GCS Authentication Using Apache Hadoop Credential Provider in Dataproc

Jordan Hambleton
Google Cloud - Community
6 min readMay 18, 2020

This post provides an overview and example of GCS authentication using the Apache Hadoop Credential Provider with service account credentials in Dataproc. For Hadoop users’ applications, this technique enables seamless retrieval of secrets in credential files that have the required access to datasets in Cloud Storage.

Overview

The GCS connector provides interoperability for Dataproc Hadoop applications (ie. Spark, MapReduce, Hive) to access datasets stored in external GCS buckets. By default, the authentication and access to GCS is done not by the Hadoop user submitting the job, but through the host service account of the VM instances running the Dataproc cluster.

The Apache Hadoop Credential Provider enables the mechanism to store and retrieve secrets in encrypted files (ie. JCEKS files) on a local or Hadoop filesystem.
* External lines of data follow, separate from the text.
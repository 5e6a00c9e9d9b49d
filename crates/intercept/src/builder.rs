use std::sync::Arc;

use weave_policy::PolicyStore;

use crate::component::Instance;
use crate::context::BuildContext;
use crate::error::BuildError;
use crate::pipeline::{Stage, StagedStrategyChain, StrategyChain};
use crate::registration::InterceptionOptions;
use crate::strategy::{BuildKeyMappingStrategy, ConstructionStrategy};
use crate::types::NamedType;

/// Runs builds against a container-scoped policy store.
///
/// Each build gets its own build-scoped policy layer, which is dropped when
/// the build returns.
#[derive(Debug, Clone)]
pub struct Builder {
	container: Arc<PolicyStore>,
	chain: StrategyChain,
}

impl Builder {
	pub fn new(container: Arc<PolicyStore>, chain: StrategyChain) -> Self {
		Self { container, chain }
	}

	/// Builder with key mapping and construction only.
	pub fn plain(container: Arc<PolicyStore>) -> Self {
		Self::new(container, base_chain().make_chain())
	}

	/// Builder with key mapping, construction and the interception
	/// strategies enabled in `options`.
	pub fn with_interception(container: Arc<PolicyStore>, options: InterceptionOptions) -> Self {
		let mut staged = base_chain();
		options.install(&mut staged);
		Self::new(container, staged.make_chain())
	}

	pub fn container(&self) -> &Arc<PolicyStore> {
		&self.container
	}

	pub fn chain(&self) -> &StrategyChain {
		&self.chain
	}

	/// Builds a new value for `target`.
	pub fn build(&self, target: NamedType) -> Result<Instance, BuildError> {
		self.build_up(target, None)
	}

	/// Runs the chain for `target`, starting from `existing` if given.
	pub fn build_up(
		&self,
		target: NamedType,
		existing: Option<Instance>,
	) -> Result<Instance, BuildError> {
		let mut ctx = BuildContext::new(Arc::clone(&self.container), target, existing);
		let _span = tracing::debug_span!("build", key = %ctx.original_key()).entered();

		self.chain.build_up(&mut ctx)?;
		let key = ctx.original_key();
		ctx.into_existing().ok_or(BuildError::NothingBuilt { key })
	}
}

/// Staged chain holding the strategies every builder needs.
pub fn base_chain() -> StagedStrategyChain {
	let mut staged = StagedStrategyChain::new();
	staged
		.add(Stage::TypeMapping, BuildKeyMappingStrategy)
		.add(Stage::Creation, ConstructionStrategy);
	staged
}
Further, the GCS connector supports being able to retrieve and authenticate using a securely stored credential by a Hadoop application when accessing GCS.

[diagram 1 — high-level flow]

The above diagram provides two flows to distinguish data access to GCS requested by a Spark application through 1) the cluster’s default host service account and 2) access using service account secrets stored in the Hadoop Credential Provider. In this example, the default service account sa-dataproc-instance is not granted an IAM role to access data-bucket-a, but sa-data-access-a is and able to access data required to execute the job. The flow for sequence 1 is the default flow when submitting jobs and accessing datasets stored in GCS. In sequence 2, the spark application defines the hadoop.security.credential.provider.path and when the application requests to read data from the Cloud Storage Bucket, the GCS Connector retrieves the service account credentials using the credential provider and authenticates using those credentials to access data-bucket-a.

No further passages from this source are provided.